Google Docs is unusable - even small documents can't be opened, and the app hangs when opened more than half the time. Google Maps keeps adding misc features which adds significantly to startup time and responsiveness.

The Pixel 2 had a launch price of $649 vs the iPhoneX at $999, so ~35% more. That's not really a fair comparison, I imagine if you compare to a similarly priced android phone released at the same time, it'd be a closer result.

Where apple does do well is supporting devices for much longer with software and security updates. So running older android phones is prob not a good ideas from a security perspective.

True, but if you can afford it you absolutely can get 35% more lifetime out of an iPhone X.

That is actually 55% more (or three other way around, 35% less)

My iPhone 13p can't run Google Docs without crashing on 50 page low-density docs. It is so frustrating.

Google apps don’t work anywhere properly to be honest, it is not due to the iphone X.

> Faster performance today means longer lasting tomorrow.

And more importantly to me, longer lasting tomorrow tends to mean longer official OS support. At least for Apple devices.

> Faster performance today means longer lasting tomorrow.

I wish this was true for my old Android phone. I still have a OnePlus5 lying in my drawer, which still has stellar performance, but doesn't get any new software features.

If you can unlock the bootloader, it looks like LineageOS is still serving up fresh builds for it: [bad link, i removed it]

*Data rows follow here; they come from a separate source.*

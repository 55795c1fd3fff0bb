//! Benchmark parameter types, rendered as Criterion benchmark ids.

use std::fmt;

/// Parameters for a forest benchmark run.
#[derive(Clone, Debug)]
pub struct ForestBenchParams {
    /// Number of nodes in the graph.
    pub node_count: usize,
    /// Average number of edges per node.
    pub degree: usize,
    /// Number of disconnected components.
    pub components: usize,
}

impl fmt::Display for ForestBenchParams {
    fn fmt(&self, f: &mut fmt::Formatter<'_>) -> fmt::Result {
        write!(
            f,
            "n={},d={},c={}",
            self.node_count, self.degree, self.components
        )
    }
}

/// Parameters for a priority queue benchmark run.
#[derive(Clone, Debug)]
pub struct QueueBenchParams {
    /// Number of elements pushed before draining.
    pub element_count: usize,
}

impl fmt::Display for QueueBenchParams {
    fn fmt(&self, f: &mut fmt::Formatter<'_>) -> fmt::Result {
        write!(f, "n={}", self.element_count)
    }
}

Do not link unofficial mirrors


I installed LineageOS on my OnePlus 6 also because of lack of software updates.

My experience was mixed: it works great, even my banking app. *Except* for the camera. The default camera app took blurry pictures; Google Cam from the app store cropped significantly from the preview; and the custom Google Cam made for OnePlus 6 couldn't use the front camera.

No amount of tweaking gave me anything close to what the original OS had.

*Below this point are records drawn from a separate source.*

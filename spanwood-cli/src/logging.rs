//! Logging initialisation for the spanwood CLI.
//!
//! Installs a global `tracing` subscriber writing to stderr, in human or JSON
//! form, and bridges the `log` facade so crates using either API emit
//! structured events.

use std::{env, sync::OnceLock};

use thiserror::Error;
use tracing_log::LogTracer;
use tracing::subscriber::SetGlobalDefaultError;
use tracing_subscriber::{EnvFilter, Layer, fmt::format::FmtSpan, layer::SubscriberExt};

/// Environment variable selecting the log format.
pub const LOG_FORMAT_ENV: &str = "SPANWOOD_LOG_FORMAT";

static INITIALISED: OnceLock<()> = OnceLock::new();

/// Output format for diagnostics.
#[derive(Clone, Copy, Debug, Default, Eq, PartialEq)]
pub enum LogFormat {
    /// Plain text lines.
    #[default]
    Human,
    /// One JSON object per event, with the active span list attached.
    Json,
}

/// Errors raised while initialising structured logging.
#[derive(Debug, Error)]
pub enum LoggingError {
    /// Environment variable contained invalid UTF-8 data.
    #[error("environment variable `{name}` contained invalid UTF-8: {source}")]
    InvalidUnicode {
        /// Name of the offending environment variable.
        name: &'static str,
        /// Underlying parse failure.
        #[source]
        source: env::VarError,
    },
    /// Unsupported log format requested via `SPANWOOD_LOG_FORMAT`.
    #[error("unsupported log format `{provided}`; expected `human` or `json`")]
    UnsupportedFormat {
        /// Raw value supplied by the user.
        provided: String,
    },
    /// Failed to install the global tracing subscriber.
    #[error("failed to install tracing subscriber: {source}")]
    InstallFailed {
        /// Error raised when another dispatcher is already global.
        #[source]
        source: SetGlobalDefaultError,
    },
}

/// Install global structured logging if it has not already been configured.
///
/// Output is human-readable unless `SPANWOOD_LOG_FORMAT=json`. Diagnostics go
/// to `stderr` so the forest printed on `stdout` stays clean. `RUST_LOG`
/// sets the level and defaults to `info`.
///
/// # Errors
/// Returns [`LoggingError`] if the environment variable contains invalid
/// Unicode, the requested format is unsupported, or the subscriber cannot be
/// installed.
pub fn init_logging() -> Result<(), LoggingError> {
    if INITIALISED.get().is_some() {
        return Ok(());
    }

    match install_subscriber() {
        Ok(()) => {}
        Err(LoggingError::InstallFailed { source }) => report_existing_subscriber(&source),
        Err(err) => return Err(err),
    }
    let _ = INITIALISED.set(());
    Ok(())
}

#[expect(
    clippy::print_stderr,
    reason = "tracing is owned by another subscriber, so stderr is the only channel"
)]
fn report_existing_subscriber(source: &SetGlobalDefaultError) {
    eprintln!("structured logging already configured elsewhere: {source}");
}

fn install_subscriber() -> Result<(), LoggingError> {
    let format = match env::var(LOG_FORMAT_ENV) {
        Ok(raw) => parse_log_format(&raw)?,
        Err(env::VarError::NotPresent) => LogFormat::default(),
        Err(err @ env::VarError::NotUnicode(_)) => Err(LoggingError::InvalidUnicode {
            name: LOG_FORMAT_ENV,
            source: err,
        })?,
    };

    let env_filter = EnvFilter::try_from_default_env().unwrap_or_else(|_| EnvFilter::new("info"));

    let fmt_layer = tracing_subscriber::fmt::layer()
        .with_span_events(FmtSpan::CLOSE)
        .with_writer(std::io::stderr);

    let fmt_layer = match format {
        LogFormat::Json => fmt_layer
            .json()
            .with_current_span(true)
            .with_span_list(true)
            .boxed(),
        LogFormat::Human => fmt_layer.boxed(),
    };

    let subscriber = tracing_subscriber::registry().with(env_filter).with(fmt_layer);

    // The `log` bridge is installed below, once, rather than by `try_init`.
    tracing::subscriber::set_global_default(subscriber)
        .map_err(|source| LoggingError::InstallFailed { source })?;
    // Best-effort: another logger may already own the `log` slot.
    let _ = LogTracer::init();
    Ok(())
}

/// Parses a `SPANWOOD_LOG_FORMAT` value, ignoring case and surrounding
/// whitespace.
///
/// # Errors
/// Returns [`LoggingError::UnsupportedFormat`] for anything but `human` or
/// `json`.
pub fn parse_log_format(raw: &str) -> Result<LogFormat, LoggingError> {
    match raw.trim().to_ascii_lowercase().as_str() {
        "human" => Ok(LogFormat::Human),
        "json" => Ok(LogFormat::Json),
        other => Err(LoggingError::UnsupportedFormat {
            provided: other.to_owned(),
        }),
    }
}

In the end my phone's camera is one of the most important features, so I got a new one.

Unfortunately, there are no stable builds. I tried some nightlies from LOS 18, but experienced regular crashing during calls. And yea, as BoppreH suggested, the camera sucks.

Yah that comment should be amended to: faster performance today means there’s no technical reason the phone couldn’t stick around for longer.

Of course the manufacturer could just choose to screw you over by not updating/not letting you update your self. But I mean there’s no way to account for bad behavior on the part of manufacturers (other than not doing business with them anymore of course).

My old android phone (has a real radio), and also a tablet (now used as an extra screen for my pc)i have both work great, but apparently they're too old for youtube to be installed from the playstore. Can watch what i want on yt.com, but can't have the app (and several others).

Same. My OP5 is still very good and I prefer it to the bulky monsters.

My wife upgraded from same to iphone 14 pro max and is seriously questioning what's so great that it's such a bulky device.

Return for an Iphone 14 Pro or just Iphone 14. My partner did the same thing. If you don't want the big screen and fancy triple camera system, get the cheaper options. They will still be rocketship fast with long battery life and beautiful screens.

Apps taking longer to launch is generally a RAM issue (unless you swipe up and force-close your apps each time).

They drastically increased RAM recently: https://9to5mac.com/2022/12/31/iphone-ram-list/

Drastically still looks way lower than Samsung flagships (12GB).

iOS has historically done a lot better with less RAM (as far as how snappy and responsive it feels) than Android. Dunno if that's still the case, but it very much was for years and years.

MacOS manages better than Windows as well. Apple seems to have really good memory management. I don’t know enough to know what they are doing, but in day to day tasks it always feels like a Mac/ iPhone needs half as much memory to feel responsive. Memory intensive work, such as video editing still require what they require though.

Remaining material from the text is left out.